Work order
Copy every line of the data that contains the string "WindowInfo".

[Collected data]
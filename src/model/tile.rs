use tracing::trace;

use crate::model::signal::Signal;
use crate::sys::geometry::Rect;
use crate::sys::host::{Desktop, WindowId, WindowInfo};

slotmap::new_key_type! {
    pub struct TileId;
}

/// Change notifications published by a tile.
///
/// Everything except the floating pair is a layout signal: layout signals
/// are muted while the tile is not live (not placed in any layout, or
/// floating) so host property writes on unplaced tiles never reach the
/// layouts. The floating pair stays audible because it is what decides
/// placement in the first place.
#[derive(Debug, Default)]
pub struct TileSignals {
    /// `(assigned, observed)` when the host reports geometry that differs
    /// from the rectangle the layout assigned.
    pub geometry_changed: Signal<(Rect, Rect)>,
    pub screen_changed: Signal<(usize, usize)>,
    pub desktop_changed: Signal<(Option<Desktop>, Option<Desktop>)>,
    pub moving_started: Signal<()>,
    pub moving_step: Signal<Rect>,
    pub moving_ended: Signal<()>,
    pub resizing_started: Signal<()>,
    pub resizing_step: Signal<Rect>,
    pub resizing_ended: Signal<()>,
    pub floating_changed: Signal<(bool, bool)>,
    pub forced_floating_changed: Signal<(bool, bool)>,
}

impl TileSignals {
    fn set_layout_muted(&self, muted: bool) {
        self.geometry_changed.set_muted(muted);
        self.screen_changed.set_muted(muted);
        self.desktop_changed.set_muted(muted);
        self.moving_started.set_muted(muted);
        self.moving_step.set_muted(muted);
        self.moving_ended.set_muted(muted);
        self.resizing_started.set_muted(muted);
        self.resizing_step.set_muted(muted);
        self.resizing_ended.set_muted(muted);
    }

    pub fn layout_muted(&self) -> bool { self.screen_changed.is_muted() }
}

/// One layout slot holding one or more grouped windows.
#[derive(Debug)]
pub struct Tile {
    id: TileId,
    windows: Vec<WindowId>,
    rect: Rect,
    screen: usize,
    desktop: Option<Desktop>,
    floating: bool,
    forced_floating: bool,
    live: bool,
    signals: TileSignals,
}

impl Tile {
    pub(crate) fn new(id: TileId, info: &WindowInfo) -> Self {
        let tile = Self {
            id,
            windows: vec![info.id],
            rect: info.geometry,
            screen: info.screen,
            desktop: Desktop::from_host(info.desktop),
            floating: false,
            forced_floating: info.forced_floating,
            live: false,
            signals: TileSignals::default(),
        };
        tile.update_emit_signals();
        tile
    }

    pub fn id(&self) -> TileId { self.id }

    pub fn windows(&self) -> &[WindowId] { &self.windows }

    /// The window whose host properties stand for the whole tile.
    pub fn representative(&self) -> Option<WindowId> { self.windows.first().copied() }

    pub fn contains(&self, window: WindowId) -> bool { self.windows.contains(&window) }

    pub fn is_empty(&self) -> bool { self.windows.is_empty() }

    pub fn signals(&self) -> &TileSignals { &self.signals }

    pub fn rect(&self) -> Rect { self.rect }

    pub fn screen(&self) -> usize { self.screen }

    pub fn desktop(&self) -> Option<Desktop> { self.desktop }

    pub fn is_floating(&self) -> bool { self.floating }

    pub fn is_forced_floating(&self) -> bool { self.forced_floating }

    /// True when neither the user nor the host keeps this tile out of the
    /// layouts.
    pub fn wants_tiling(&self) -> bool { !self.floating && !self.forced_floating }

    pub fn is_live(&self) -> bool { self.live }

    /// The host-focused member if it belongs to this tile, otherwise the
    /// representative.
    pub fn active_window(&self, host_active: Option<WindowId>) -> Option<WindowId> {
        match host_active {
            Some(window) if self.contains(window) => Some(window),
            _ => self.representative(),
        }
    }

    pub(crate) fn merge(&mut self, window: WindowId) -> bool {
        if self.contains(window) {
            return false;
        }
        self.windows.push(window);
        true
    }

    pub(crate) fn unmerge(&mut self, window: WindowId) -> bool {
        let before = self.windows.len();
        self.windows.retain(|&w| w != window);
        before != self.windows.len()
    }

    /// Stores the layout-assigned rectangle. Returns whether it changed.
    pub fn set_rectangle(&mut self, rect: Rect) -> bool {
        if self.rect == rect {
            return false;
        }
        trace!(tile = ?self.id, ?rect, "tile rectangle");
        self.rect = rect;
        true
    }

    /// Reports geometry observed on the host for one of the members.
    pub fn observe_geometry(&self, observed: Rect) {
        if observed != self.rect {
            self.signals.geometry_changed.emit(&(self.rect, observed));
        }
    }

    pub fn set_floating(&mut self, floating: bool) -> bool {
        if self.floating == floating {
            return false;
        }
        let old = self.floating;
        self.floating = floating;
        self.update_emit_signals();
        self.signals.floating_changed.emit(&(old, floating));
        true
    }

    pub fn set_forced_floating(&mut self, forced: bool) -> bool {
        if self.forced_floating == forced {
            return false;
        }
        let old = self.forced_floating;
        self.forced_floating = forced;
        self.update_emit_signals();
        self.signals.forced_floating_changed.emit(&(old, forced));
        true
    }

    pub fn set_screen(&mut self, screen: usize) -> bool {
        if self.screen == screen {
            return false;
        }
        let old = self.screen;
        self.screen = screen;
        self.signals.screen_changed.emit(&(old, screen));
        true
    }

    pub fn set_desktop(&mut self, desktop: Option<Desktop>) -> bool {
        if self.desktop == desktop {
            return false;
        }
        let old = self.desktop;
        self.desktop = desktop;
        self.signals.desktop_changed.emit(&(old, desktop));
        true
    }

    /// Marks the tile as placed in (or removed from) the layouts.
    pub fn set_live(&mut self, live: bool) {
        if self.live != live {
            self.live = live;
            self.update_emit_signals();
        }
    }

    pub fn update_emit_signals(&self) {
        self.signals.set_layout_muted(!self.live || !self.wants_tiling());
    }
}
//! Ordered, in-process multicast with mute support.
//!
//! All methods take `&self` so a signal can be shared (`Rc<Signal<_>>`) and
//! handlers may connect or disconnect during an emission. Emission iterates
//! over a snapshot of the connection table taken when it starts: handlers
//! connected mid-emission run from the next emission on, handlers
//! disconnected mid-emission still see the in-flight one.

use std::cell::{Cell, RefCell};
use std::fmt;
use std::rc::Rc;

use slotmap::SlotMap;

slotmap::new_key_type! {
    /// Token returned by [`Signal::connect`].
    pub struct SubscriptionId;
}

type Handler<A> = Rc<dyn Fn(&A)>;

pub struct Signal<A> {
    handlers: RefCell<SlotMap<SubscriptionId, Handler<A>>>,
    order: RefCell<Vec<SubscriptionId>>,
    muted: Cell<bool>,
}

impl<A> Default for Signal<A> {
    fn default() -> Self {
        Self {
            handlers: RefCell::new(SlotMap::with_key()),
            order: RefCell::new(Vec::new()),
            muted: Cell::new(false),
        }
    }
}

impl<A> fmt::Debug for Signal<A> {
    fn fmt(&self, f: &mut fmt::Formatter<'_>) -> fmt::Result {
        f.debug_struct("Signal")
            .field("handlers", &self.order.borrow().len())
            .field("muted", &self.muted.get())
            .finish()
    }
}

impl<A> Signal<A> {
    pub fn new() -> Self { Self::default() }

    pub fn connect(&self, handler: impl Fn(&A) + 'static) -> SubscriptionId {
        let id = self.handlers.borrow_mut().insert(Rc::new(handler));
        self.order.borrow_mut().push(id);
        id
    }

    /// Returns false if the token was not connected.
    pub fn disconnect(&self, id: SubscriptionId) -> bool {
        if self.handlers.borrow_mut().remove(id).is_none() {
            return false;
        }
        self.order.borrow_mut().retain(|&other| other != id);
        true
    }

    pub fn handler_count(&self) -> usize { self.order.borrow().len() }

    pub fn set_muted(&self, muted: bool) { self.muted.set(muted); }

    pub fn is_muted(&self) -> bool { self.muted.get() }

    /// Invokes every connected handler in registration order. Returns the
    /// number of handlers invoked.
    pub fn emit(&self, args: &A) -> usize {
        if self.muted.get() {
            return 0;
        }
        let snapshot: Vec<Handler<A>> = {
            let handlers = self.handlers.borrow();
            self.order.borrow().iter().filter_map(|id| handlers.get(*id).cloned()).collect()
        };
        for handler in &snapshot {
            handler(args);
        }
        snapshot.len()
    }
}
use thiserror::Error;

use crate::sys::geometry::Rect;

pub(crate) mod graph;
mod screen_layout;
mod slots;
pub mod systems;

pub use graph::{Direction, Neighbour, Neighbours};
pub use screen_layout::{GeometryUpdate, ScreenLayout};
pub use slots::{TileSlot, TileSlots};
pub use systems::{
    LayoutSystem, LayoutSystemKind, LayoutVariant, SpiralLayoutSystem, TwoThirdLayoutSystem,
};

/// Broken layout invariants. These indicate a bug in a placement algorithm;
/// positions refer to the layout's tile sequence.
#[derive(Debug, Error, PartialEq, Eq)]
pub enum LayoutError {
    #[error("tiles #{first} and #{second} overlap")]
    Overlap { first: usize, second: usize },
    #[error("tile #{index} at {rect:?} leaves the layout area {area:?}")]
    OutOfBounds { index: usize, rect: Rect, area: Rect },
    #[error("{gap} square pixels uncovered, at most {allowed} allowed")]
    CoverageGap { gap: i64, allowed: i64 },
    #[error("tile #{index} links to missing position {neighbour}")]
    StaleNeighbour { index: usize, neighbour: usize },
    #[error("tile appears at positions #{first} and #{second}")]
    DuplicateTile { first: usize, second: usize },
}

Worked solution
use crate::sys::host::{Desktop, WindowId, WindowInfo};
    pub(crate) fn new(id: TileId, info: &WindowInfo) -> Self {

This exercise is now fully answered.